Moderne Parabeln, zu denen die Parabeln Franz Kafkas zählen, kommen vielen Leserinnen und Lesern zunächst einmal unverständlich oder zumindest eigenartig vor. Und die negative Weltsicht, die meist aus ihnen spricht, wirkt oft verstörend. Seine Texte, ihre Themen, Inhalte und Strukturen, wenn man so will, seine ganze "verfremdend-reduzierten Dichtungsweise" (Allemann 1975/1998, S.146) erscheinen auf dem Hintergrund des eigenen Horizonts fremd.

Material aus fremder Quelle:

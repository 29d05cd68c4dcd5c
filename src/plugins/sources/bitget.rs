//! Bitget hires through a Mokahr recruitment portal. The portal's JSON API is
//! tried first; the rendered portal page is the fallback.

use async_trait::async_trait;
use serde_json::Value;
use std::time::Duration;
use tracing::{debug, info};

use crate::element_finder::first_non_empty;
use crate::element_finder::SelectorCascade;
use crate::extractor::RecordExtractor;
use crate::models::{Company, JobRecord, NewJobRecord};
use crate::plugins::listing::{scrape_listing, ListingProfile, Pacing, ReadySelector};
use crate::plugins::traits::{SourceContext, SourcePlugin};
use crate::probe::HttpProbe;
use crate::scraper::WaitCondition;
use crate::Result;

/// Portal root; API records link to `{PORTAL_URL}#/job/{id}`.
pub const PORTAL_URL: &str = "https://hire-r1.mokahr.com/social-recruitment/bitget/100004136";
pub const LISTING_URL: &str = "https://hire-r1.mokahr.com/social-recruitment/bitget/100004136?locale=en-US#/jobs";
pub const API_ENDPOINTS: [&str; 2] = [
    "https://hire-r1.mokahr.com/api-platform/v1/social-recruitment/bitget/100004136/jobs",
    "https://hire-r1.mokahr.com/api/v1/jobs",
];

pub struct BitgetSource {
    use_api: bool,
    endpoints: Vec<String>,
    profile: ListingProfile,
}

impl BitgetSource {
    pub fn new(use_api: bool) -> Self {
        let profile = ListingProfile {
            url: LISTING_URL.to_string(),
            wait: WaitCondition::NetworkIdle,
            ready: Some(ReadySelector {
                selector: r#"[class*="job"], [class*="position"], .recruitment-jobs"#.to_string(),
                timeout: Duration::from_secs(30),
            }),
            load_more: None,
            pacing: Pacing {
                initial_settle: Duration::from_secs(3),
                scrolls: 15,
                scroll_delay: Duration::from_millis(500),
                final_settle: Duration::ZERO,
            },
            cascade: SelectorCascade::new([
                r#"[class*="job-card"]"#,
                r#"[class*="job-item"]"#,
                r#"[class*="position-item"]"#,
                ".job-list-item",
                r##"a[href*="#/job/"]"##,
            ])
            .with_fallback(r#"a[href*="/job"]"#),
            extractor: RecordExtractor::new(Company::Bitget, LISTING_URL),
        };

        Self {
            use_api,
            endpoints: API_ENDPOINTS.iter().map(|e| e.to_string()).collect(),
            profile,
        }
    }

    /// Replace the API endpoints, tried in order.
    pub fn with_endpoints<I, S>(mut self, endpoints: I) -> Self
    where
        I: IntoIterator<Item = S>,
        S: Into<String>,
    {
        self.endpoints = endpoints.into_iter().map(Into::into).collect();
        self
    }

    pub fn with_pacing(mut self, pacing: Pacing) -> Self {
        self.profile.pacing = pacing;
        self
    }

    /// Records from the first endpoint that answers with a usable, non-empty
    /// listing. Probe failures are never fatal.
    pub async fn fetch_from_api(&self, probe: &dyn HttpProbe, ctx: &SourceContext) -> Vec<JobRecord> {
        let user_agent = ctx.scraper.user_agent.as_str();
        let headers = [
            ("User-Agent", user_agent),
            ("Accept", "application/json"),
            ("Referer", PORTAL_URL),
        ];
        let timeout = ctx.scraper.request_timeout();

        let hit = first_non_empty(&self.endpoints, |endpoint| {
            let headers = &headers;
            Box::pin(async move {
                let response = probe.get(endpoint, headers, timeout).await?;
                if !response.is_success() {
                    debug!("Bitget endpoint {} answered {}", endpoint, response.status);
                    return Ok(Vec::new());
                }
                Ok(response.json.as_ref().map(parse_listing).unwrap_or_default())
            })
        })
        .await;

        match hit {
            Some((index, records)) => {
                info!("Bitget API {} returned {} jobs", self.endpoints[index], records.len());
                records
            }
            None => Vec::new(),
        }
    }
}

/// Accepts a bare array of postings or an object with a `data` array.
pub fn parse_listing(body: &Value) -> Vec<JobRecord> {
    let items = match body {
        Value::Array(items) => items,
        Value::Object(map) => match map.get("data") {
            Some(Value::Array(items)) => items,
            _ => return Vec::new(),
        },
        _ => return Vec::new(),
    };

    items.iter().filter_map(parse_item).collect()
}

fn parse_item(item: &Value) -> Option<JobRecord> {
    let title = text_field(item, &["name", "title"])?;
    let id = match item.get("id") {
        Some(Value::String(id)) => id.clone(),
        Some(Value::Number(id)) => id.to_string(),
        _ => String::new(),
    };

    Some(JobRecord::new(NewJobRecord {
        title,
        location: text_field(item, &["city", "location"]),
        team: text_field(item, &["department", "team"]),
        url: format!("{}#/job/{}", PORTAL_URL, id),
        company: Company::Bitget,
    }))
}

/// First alias holding a non-blank string.
fn text_field(item: &Value, aliases: &[&str]) -> Option<String> {
    aliases.iter().find_map(|alias| {
        item.get(*alias)
            .and_then(Value::as_str)
            .map(str::trim)
            .filter(|value| !value.is_empty())
            .map(str::to_string)
    })
}

#[async_trait]
impl SourcePlugin for BitgetSource {
    fn company(&self) -> Company {
        Company::Bitget
    }

    fn description(&self) -> &str {
        "Bitget on Mokahr (JSON API first, rendered portal as fallback)"
    }

    async fn fetch(&self, ctx: &SourceContext) -> Result<Vec<JobRecord>> {
        if self.use_api {
            if let Some(probe) = &ctx.probe {
                let records = self.fetch_from_api(probe.as_ref(), ctx).await;
                if !records.is_empty() {
                    return Ok(records);
                }
                info!("Bitget API yielded nothing, falling back to the portal page");
            }
        }

        scrape_listing(ctx, &self.profile).await
    }
}

#[cfg(test)]
mod tests {
    use super::*;
    use crate::models::LOCATION_NOT_SPECIFIED;
    use crate::plugins::test_support::{offline_context, snapshot_context};
    use crate::probe::ReqwestProbe;
    use serde_json::json;
    use std::sync::Arc;
    use wiremock::matchers::{header, method, path};
    use wiremock::{Mock, MockServer, ResponseTemplate};

    #[test]
    fn test_parse_bare_array_with_aliases() {
        let body = json!([
            {"name": "Risk Analyst", "city": "Hong Kong", "department": "Risk", "id": 42},
            {"title": "Campus Engineer", "location": "Singapore", "team": "Tech", "id": "abc"},
            {"name": "   ", "city": "Tokyo"},
            "not an object"
        ]);

        let records = parse_listing(&body);

        assert_eq!(records.len(), 2);
        assert_eq!(records[0].title, "Risk Analyst");
        assert_eq!(records[0].location, "Hong Kong");
        assert_eq!(records[0].team, "Risk");
        assert_eq!(records[0].url, format!("{}#/job/42", PORTAL_URL));
        assert_eq!(records[1].location, "Singapore");
        assert_eq!(records[1].url, format!("{}#/job/abc", PORTAL_URL));
    }

    #[test]
    fn test_parse_nested_data_and_missing_fields() {
        let body = json!({"data": [{"name": "Graduate Trader"}]});
        let records = parse_listing(&body);

        assert_eq!(records.len(), 1);
        assert_eq!(records[0].location, LOCATION_NOT_SPECIFIED);
        assert_eq!(records[0].team, "");
        assert_eq!(records[0].url, format!("{}#/job/", PORTAL_URL));
    }

    #[test]
    fn test_parse_unexpected_shapes() {
        assert!(parse_listing(&json!({"jobs": []})).is_empty());
        assert!(parse_listing(&json!({"data": {"list": []}})).is_empty());
        assert!(parse_listing(&json!("ok")).is_empty());
    }

    #[tokio::test]
    async fn test_api_skips_failed_endpoint() {
        let server = MockServer::start().await;
        Mock::given(method("GET"))
            .and(path("/first"))
            .respond_with(ResponseTemplate::new(503))
            .mount(&server)
            .await;
        Mock::given(method("GET"))
            .and(path("/second"))
            .and(header("accept", "application/json"))
            .and(header("referer", PORTAL_URL))
            .respond_with(ResponseTemplate::new(200).set_body_json(json!({
                "data": [{"name": "Security Engineer", "city": "Hong Kong", "id": 1}]
            })))
            .mount(&server)
            .await;

        let ctx = offline_context();
        let probe = ReqwestProbe::new(&ctx.scraper.user_agent).unwrap();
        let source = BitgetSource::new(true)
            .with_endpoints([format!("{}/first", server.uri()), format!("{}/second", server.uri())]);

        let records = source.fetch_from_api(&probe, &ctx).await;

        assert_eq!(records.len(), 1);
        assert_eq!(records[0].title, "Security Engineer");
    }

    #[tokio::test]
    async fn test_empty_api_falls_back_to_page() {
        let server = MockServer::start().await;
        Mock::given(method("GET"))
            .respond_with(ResponseTemplate::new(200).set_body_json(json!([])))
            .expect(1)
            .mount(&server)
            .await;

        let page = r##"
            <html><body><div class="recruitment-jobs">
              <a class="job-card" href="#/job/9"><span>Junior Data Analyst</span><span>Data</span><span>Singapore</span></a>
            </div></body></html>
        "##;
        let probe = Arc::new(ReqwestProbe::new("TestAgent/1.0").unwrap());
        let ctx = snapshot_context("hire-r1.mokahr.com", page).with_probe(probe);
        let source = BitgetSource::new(true)
            .with_endpoints([format!("{}/jobs", server.uri())])
            .with_pacing(Pacing::default());

        let records = source.fetch(&ctx).await.unwrap();

        assert_eq!(records.len(), 1);
        assert_eq!(records[0].title, "Junior Data Analyst");
        assert_eq!(records[0].team, "Data");
        assert_eq!(records[0].location, "Singapore");
        assert_eq!(
            records[0].url,
            "https://hire-r1.mokahr.com/social-recruitment/bitget/100004136?locale=en-US#/job/9"
        );
    }

    #[tokio::test(start_paused = true)]
    async fn test_page_without_job_elements_is_error() {
        let ctx = snapshot_context("hire-r1.mokahr.com", "<html><body><p>Maintenance</p></body></html>");
        let result = BitgetSource::new(false).fetch(&ctx).await;

        assert!(result.is_err());
    }
}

Wer über diese Erfahrungen von Fremdheit hinwegkommen und zu einem vertiefteren Textverständnis gelangen will, muss sich auf eine Spurensuche nach der Bedeutung des Textes begeben. Diese kann damit beginnen, dass man herauszufinden versucht, ▪ warum einem der Text so fremd vorkommt.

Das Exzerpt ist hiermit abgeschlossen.